On Holy Thursday, I kneel down on the cool hard floor of the sanctuary before a small basin of water. I take a stranger’s feet into my palms.  With my small hands I tip the heavy pitcher of water, and with great care, I wash these feet. I dry them.

And every year when I am through, I look up at a warm, humble smile. And for a brief, still moment, I offer one too.

I would never want to give that up.

Lying Awake

Recently, I read a beautiful little novel called, “Lying Awake” by Mark Salzman.  The novel chronicles the story of Sr. John of the Cross, a Carmelite nun in a community nestled in the hills surrounding contemporary Los Angeles.  Sr. John’s spiritual poetry has brought her fame in the world outside the monastery walls; this writing talent surfaced with recurring and increasingly intense mystical spells that leave her unconscious after a fit of voracious spiritual writing.   Not long after the novel begins, Sr. John is diagnosed with a form of epilepsy known to result in common symptoms not at all unlike those that have enabled her fame, including tremendous interest in religion and philosophy and rigorous fits of writing.
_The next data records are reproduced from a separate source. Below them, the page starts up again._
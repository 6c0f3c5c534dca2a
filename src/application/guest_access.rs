//! Guest orders are protected by an email plus a per-order password that is
//! stored only as an Argon2 hash.

use argon2::password_hash::rand_core::OsRng;
use argon2::password_hash::SaltString;
use argon2::{Argon2, PasswordHash, PasswordHasher, PasswordVerifier};

use crate::domain::errors::DomainError;

pub fn hash_password(password: &str) -> Result<String, DomainError> {
    let salt = SaltString::generate(&mut OsRng);
    let hash = Argon2::default()
        .hash_password(password.as_bytes(), &salt)
        .map_err(|e| DomainError::Internal(format!("password hashing failed: {}", e)))?;
    Ok(hash.to_string())
}

pub fn verify_password(password: &str, hash: &str) -> bool {
    let Ok(parsed) = PasswordHash::new(hash) else {
        return false;
    };
    Argon2::default()
        .verify_password(password.as_bytes(), &parsed)
        .is_ok()
}

pub fn validate_guest(email: &str, password: &str) -> Result<(), DomainError> {
    let email = email.trim();
    if email.len() < 3 || !email.contains('@') {
        return Err(DomainError::InvalidInput("guest email is invalid".into()));
    }
    if password.len() < 4 {
        return Err(DomainError::InvalidInput(
            "guest order password must be at least 4 characters".into(),
        ));
    }
    Ok(())
}

#[cfg(test)]
mod tests {
    use super::*;

    #[test]
    fn hash_verifies_only_the_original_password() {
        let hash = hash_password("hunter22").unwrap();
        assert!(verify_password("hunter22", &hash));
        assert!(!verify_password("hunter23", &hash));
        assert!(!verify_password("hunter22", "not-a-hash"));
    }

    #[test]
    fn guest_details_are_validated() {
        assert!(validate_guest("a@b.c", "1234").is_ok());
        assert!(validate_guest("nobody", "1234").is_err());
        assert!(validate_guest("a@b.c", "12").is_err());
    }
}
The good news appears to be that the epilepsy is treatable with a fairly safe surgical procedure.  Free of this illness, Sr. John’s community would be free of the burden of worrying about and caring for Sr. John when these trance-like experiences come over her.  Yet, assent to such a procedure is in no way simple for Sr. John: while the symptomatic mystical writing has brought her fame, it has also, more importantly, given her a consistent, incredibly intimate experience of God’s presence.

Amid her story, any reader is inevitably confronted by the question she faces: If I were in her position, what would I do?  Would I rid myself of these symptoms for the sake of my health and my community—but at the potential cost of losing this feeling of intimacy with God?  Or, would I accept ill health for the sake of this mystical life?
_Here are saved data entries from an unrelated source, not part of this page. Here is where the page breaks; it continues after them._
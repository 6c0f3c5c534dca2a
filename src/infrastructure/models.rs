use bigdecimal::BigDecimal;
use chrono::{DateTime, Utc};
use diesel::prelude::*;
use serde::{Deserialize, Serialize};
use serde_json::Value;
use uuid::Uuid;

use crate::schema::{
    affiliate_commissions, affiliate_profiles, affiliate_withdraw_requests, card_secrets,
    commerce_order_outbox, coupons, fulfillments, order_items, orders, payments, product_skus,
    products, wallet_accounts, wallet_recharges, wallet_transactions,
};

// ── Catalog ──────────────────────────────────────────────────────────────────

#[derive(Debug, Clone, Queryable, Selectable, Identifiable)]
#[diesel(table_name = products)]
#[diesel(check_for_backend(diesel::pg::Pg))]
pub struct ProductRow {
    pub id: Uuid,
    pub title: String,
    pub price: BigDecimal,
    pub promotion_price: Option<BigDecimal>,
    pub fulfillment_type: String,
    pub manual_stock_total: i32,
    pub manual_stock_locked: i32,
    pub manual_stock_sold: i32,
    pub is_active: bool,
}

#[derive(Debug, Insertable)]
#[diesel(table_name = products)]
pub struct NewProductRow {
    pub id: Uuid,
    pub title: String,
    pub price: BigDecimal,
    pub promotion_price: Option<BigDecimal>,
    pub fulfillment_type: String,
    pub manual_stock_total: i32,
}

#[derive(Debug, Clone, Queryable, Selectable, Identifiable)]
#[diesel(table_name = product_skus)]
#[diesel(check_for_backend(diesel::pg::Pg))]
pub struct ProductSkuRow {
    pub id: Uuid,
    pub product_id: Uuid,
    pub sku_code: String,
    pub price: Option<BigDecimal>,
    pub manual_stock_total: i32,
    pub manual_stock_locked: i32,
    pub manual_stock_sold: i32,
    pub is_active: bool,
}

#[derive(Debug, Insertable)]
#[diesel(table_name = product_skus)]
pub struct NewProductSkuRow {
    pub id: Uuid,
    pub product_id: Uuid,
    pub sku_code: String,
    pub price: Option<BigDecimal>,
    pub manual_stock_total: i32,
}

#[derive(Debug, Clone, Queryable, Selectable, Identifiable)]
#[diesel(table_name = card_secrets)]
#[diesel(check_for_backend(diesel::pg::Pg))]
pub struct CardSecretRow {
    pub id: Uuid,
    pub product_id: Uuid,
    pub sku_id: Option<Uuid>,
    pub secret: String,
    pub status: String,
    pub order_id: Option<Uuid>,
    pub reserved_at: Option<DateTime<Utc>>,
    pub used_at: Option<DateTime<Utc>>,
}

#[derive(Debug, Insertable)]
#[diesel(table_name = card_secrets)]
pub struct NewCardSecretRow {
    pub id: Uuid,
    pub product_id: Uuid,
    pub sku_id: Option<Uuid>,
    pub secret: String,
    pub status: String,
}

#[derive(Debug, Clone, Queryable, Selectable, Identifiable)]
#[diesel(table_name = coupons)]
#[diesel(check_for_backend(diesel::pg::Pg))]
pub struct CouponRow {
    pub id: Uuid,
    pub code: String,
    pub discount_type: String,
    pub discount_value: BigDecimal,
    pub min_order_amount: BigDecimal,
    pub usage_limit: i32,
    pub used_count: i32,
    pub starts_at: Option<DateTime<Utc>>,
    pub ends_at: Option<DateTime<Utc>>,
    pub is_active: bool,
}

#[derive(Debug, Insertable)]
#[diesel(table_name = coupons)]
pub struct NewCouponRow {
    pub id: Uuid,
    pub code: String,
    pub discount_type: String,
    pub discount_value: BigDecimal,
    pub min_order_amount: BigDecimal,
    pub usage_limit: i32,
    pub starts_at: Option<DateTime<Utc>>,
    pub ends_at: Option<DateTime<Utc>>,
}

// ── Orders ───────────────────────────────────────────────────────────────────

#[derive(Debug, Clone, Serialize, Deserialize, Queryable, Selectable, Identifiable)]
#[diesel(table_name = orders)]
#[diesel(check_for_backend(diesel::pg::Pg))]
pub struct OrderRow {
    pub id: Uuid,
    pub order_no: String,
    pub parent_id: Option<Uuid>,
    pub user_id: Option<Uuid>,
    pub guest_email: Option<String>,
    pub guest_password_hash: Option<String>,
    pub status: String,
    pub currency: String,
    pub original_amount: BigDecimal,
    pub discount_amount: BigDecimal,
    pub promotion_discount_amount: BigDecimal,
    pub total_amount: BigDecimal,
    pub wallet_paid_amount: BigDecimal,
    pub online_paid_amount: BigDecimal,
    pub refunded_amount: BigDecimal,
    pub coupon_id: Option<Uuid>,
    pub affiliate_profile_id: Option<Uuid>,
    pub expires_at: Option<DateTime<Utc>>,
    pub paid_at: Option<DateTime<Utc>>,
    pub canceled_at: Option<DateTime<Utc>>,
    pub completed_at: Option<DateTime<Utc>>,
    pub created_at: DateTime<Utc>,
    pub updated_at: DateTime<Utc>,
}

#[derive(Debug, Insertable)]
#[diesel(table_name = orders)]
pub struct NewOrderRow {
    pub id: Uuid,
    pub order_no: String,
    pub parent_id: Option<Uuid>,
    pub user_id: Option<Uuid>,
    pub guest_email: Option<String>,
    pub guest_password_hash: Option<String>,
    pub status: String,
    pub currency: String,
    pub original_amount: BigDecimal,
    pub discount_amount: BigDecimal,
    pub promotion_discount_amount: BigDecimal,
    pub total_amount: BigDecimal,
    pub coupon_id: Option<Uuid>,
    pub affiliate_profile_id: Option<Uuid>,
    pub expires_at: Option<DateTime<Utc>>,
}

#[derive(
    Debug, Clone, Serialize, Deserialize, Queryable, Selectable, Identifiable, Associations,
)]
#[diesel(table_name = order_items)]
#[diesel(belongs_to(OrderRow, foreign_key = order_id))]
#[diesel(check_for_backend(diesel::pg::Pg))]
pub struct OrderItemRow {
    pub id: Uuid,
    pub order_id: Uuid,
    pub product_id: Uuid,
    pub sku_id: Option<Uuid>,
    pub title: String,
    pub sku_code: Option<String>,
    pub unit_price: BigDecimal,
    pub quantity: i32,
    pub coupon_discount_amount: BigDecimal,
    pub promotion_discount_amount: BigDecimal,
    pub total_amount: BigDecimal,
    pub fulfillment_type: String,
    pub manual_form_data: Option<Value>,
    pub created_at: DateTime<Utc>,
}

#[derive(Debug, Clone, Insertable)]
#[diesel(table_name = order_items)]
pub struct NewOrderItemRow {
    pub id: Uuid,
    pub order_id: Uuid,
    pub product_id: Uuid,
    pub sku_id: Option<Uuid>,
    pub title: String,
    pub sku_code: Option<String>,
    pub unit_price: BigDecimal,
    pub quantity: i32,
    pub coupon_discount_amount: BigDecimal,
    pub promotion_discount_amount: BigDecimal,
    pub total_amount: BigDecimal,
    pub fulfillment_type: String,
}

#[derive(Debug, Clone, Queryable, Selectable, Identifiable)]
#[diesel(table_name = fulfillments)]
#[diesel(check_for_backend(diesel::pg::Pg))]
pub struct FulfillmentRow {
    pub id: Uuid,
    pub order_id: Uuid,
    pub fulfillment_type: String,
    pub payload: String,
    pub delivered_by: Option<String>,
    pub created_at: DateTime<Utc>,
}

#[derive(Debug, Insertable)]
#[diesel(table_name = fulfillments)]
pub struct NewFulfillmentRow {
    pub id: Uuid,
    pub order_id: Uuid,
    pub fulfillment_type: String,
    pub payload: String,
    pub delivered_by: Option<String>,
}

// ── Payments ─────────────────────────────────────────────────────────────────

#[derive(Debug, Clone, Queryable, Selectable, Identifiable)]
#[diesel(table_name = payments)]
#[diesel(check_for_backend(diesel::pg::Pg))]
pub struct PaymentRow {
    pub id: Uuid,
    pub payment_no: String,
    pub order_id: Option<Uuid>,
    pub recharge_id: Option<Uuid>,
    pub provider_type: String,
    pub channel_type: String,
    pub interaction_mode: String,
    pub amount: BigDecimal,
    pub fee: BigDecimal,
    pub currency: String,
    pub status: String,
    pub provider_ref: Option<String>,
    pub pay_url: Option<String>,
    pub provider_payload: Option<Value>,
    pub expires_at: DateTime<Utc>,
    pub paid_at: Option<DateTime<Utc>>,
    pub created_at: DateTime<Utc>,
}

#[derive(Debug, Insertable)]
#[diesel(table_name = payments)]
pub struct NewPaymentRow {
    pub id: Uuid,
    pub payment_no: String,
    pub order_id: Option<Uuid>,
    pub recharge_id: Option<Uuid>,
    pub provider_type: String,
    pub channel_type: String,
    pub interaction_mode: String,
    pub amount: BigDecimal,
    pub currency: String,
    pub status: String,
    pub expires_at: DateTime<Utc>,
}

#[derive(Debug, Clone, Queryable, Selectable, Identifiable)]
#[diesel(table_name = wallet_recharges)]
#[diesel(check_for_backend(diesel::pg::Pg))]
pub struct WalletRechargeRow {
    pub id: Uuid,
    pub recharge_no: String,
    pub user_id: Uuid,
    pub amount: BigDecimal,
    pub currency: String,
    pub status: String,
    pub paid_at: Option<DateTime<Utc>>,
}

#[derive(Debug, Insertable)]
#[diesel(table_name = wallet_recharges)]
pub struct NewWalletRechargeRow {
    pub id: Uuid,
    pub recharge_no: String,
    pub user_id: Uuid,
    pub amount: BigDecimal,
    pub currency: String,
}

// ── Wallet ───────────────────────────────────────────────────────────────────

#[derive(Debug, Clone, Queryable, Selectable)]
#[diesel(table_name = wallet_accounts)]
#[diesel(check_for_backend(diesel::pg::Pg))]
pub struct WalletAccountRow {
    pub user_id: Uuid,
    pub balance: BigDecimal,
}

#[derive(Debug, Clone, Queryable, Selectable, Identifiable)]
#[diesel(table_name = wallet_transactions)]
#[diesel(check_for_backend(diesel::pg::Pg))]
pub struct WalletTransactionRow {
    pub id: Uuid,
    pub user_id: Uuid,
    pub txn_type: String,
    pub amount: BigDecimal,
    pub balance_before: BigDecimal,
    pub balance_after: BigDecimal,
    pub reference: String,
    pub order_id: Option<Uuid>,
    pub remark: Option<String>,
    pub created_at: DateTime<Utc>,
}

#[derive(Debug, Insertable)]
#[diesel(table_name = wallet_transactions)]
pub struct NewWalletTransactionRow {
    pub id: Uuid,
    pub user_id: Uuid,
    pub txn_type: String,
    pub amount: BigDecimal,
    pub balance_before: BigDecimal,
    pub balance_after: BigDecimal,
    pub reference: String,
    pub order_id: Option<Uuid>,
    pub remark: Option<String>,
}

// ── Affiliate ────────────────────────────────────────────────────────────────

#[derive(Debug, Clone, Queryable, Selectable, Identifiable)]
#[diesel(table_name = affiliate_profiles)]
#[diesel(check_for_backend(diesel::pg::Pg))]
pub struct AffiliateProfileRow {
    pub id: Uuid,
    pub user_id: Uuid,
    pub code: String,
    pub commission_rate: BigDecimal,
    pub is_active: bool,
}

#[derive(Debug, Insertable)]
#[diesel(table_name = affiliate_profiles)]
pub struct NewAffiliateProfileRow {
    pub id: Uuid,
    pub user_id: Uuid,
    pub code: String,
    pub commission_rate: BigDecimal,
}

#[derive(Debug, Clone, Queryable, Selectable, Identifiable)]
#[diesel(table_name = affiliate_commissions)]
#[diesel(check_for_backend(diesel::pg::Pg))]
pub struct AffiliateCommissionRow {
    pub id: Uuid,
    pub order_id: Uuid,
    pub profile_id: Uuid,
    pub commission_type: String,
    pub base_amount: BigDecimal,
    pub rate: BigDecimal,
    pub amount: BigDecimal,
    pub status: String,
    pub confirm_at: DateTime<Utc>,
    pub available_at: Option<DateTime<Utc>>,
    pub withdraw_request_id: Option<Uuid>,
}

#[derive(Debug, Insertable)]
#[diesel(table_name = affiliate_commissions)]
pub struct NewAffiliateCommissionRow {
    pub id: Uuid,
    pub order_id: Uuid,
    pub profile_id: Uuid,
    pub commission_type: String,
    pub base_amount: BigDecimal,
    pub rate: BigDecimal,
    pub amount: BigDecimal,
    pub status: String,
    pub confirm_at: DateTime<Utc>,
}

#[derive(Debug, Clone, Queryable, Selectable, Identifiable)]
#[diesel(table_name = affiliate_withdraw_requests)]
#[diesel(check_for_backend(diesel::pg::Pg))]
pub struct WithdrawRequestRow {
    pub id: Uuid,
    pub profile_id: Uuid,
    pub amount: BigDecimal,
    pub channel: String,
    pub account: Option<String>,
    pub status: String,
    pub processed_at: Option<DateTime<Utc>>,
    pub created_at: DateTime<Utc>,
}

#[derive(Debug, Insertable)]
#[diesel(table_name = affiliate_withdraw_requests)]
pub struct NewWithdrawRequestRow {
    pub id: Uuid,
    pub profile_id: Uuid,
    pub amount: BigDecimal,
    pub channel: String,
    pub account: Option<String>,
    pub status: String,
}

// ── Outbox ───────────────────────────────────────────────────────────────────

#[derive(Debug, Clone, Serialize, Deserialize, Queryable, Selectable, Identifiable)]
#[diesel(table_name = commerce_order_outbox)]
#[diesel(check_for_backend(diesel::pg::Pg))]
pub struct OutboxEventRow {
    pub id: Uuid,
    pub aggregate_type: String,
    pub aggregate_id: String,
    pub event_type: String,
    pub payload: Value,
    pub created_at: DateTime<Utc>,
}

#[derive(Debug, Insertable)]
#[diesel(table_name = commerce_order_outbox)]
pub struct NewOutboxEventRow {
    pub id: Uuid,
    pub aggregate_type: String,
    pub aggregate_id: String,
    pub event_type: String,
    pub payload: Value,
}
When discussing this book with friends, I have often said that I would choose mysticism.  So much of our lives are spent seeking clarity about the decisions we make, about the convictions we live by—thus, I can only imagine how liberating it would feel to experience the kind of clarity and peace that would accompany this type of mystical intimacy with God.  How could one consciously give that up after experiencing it?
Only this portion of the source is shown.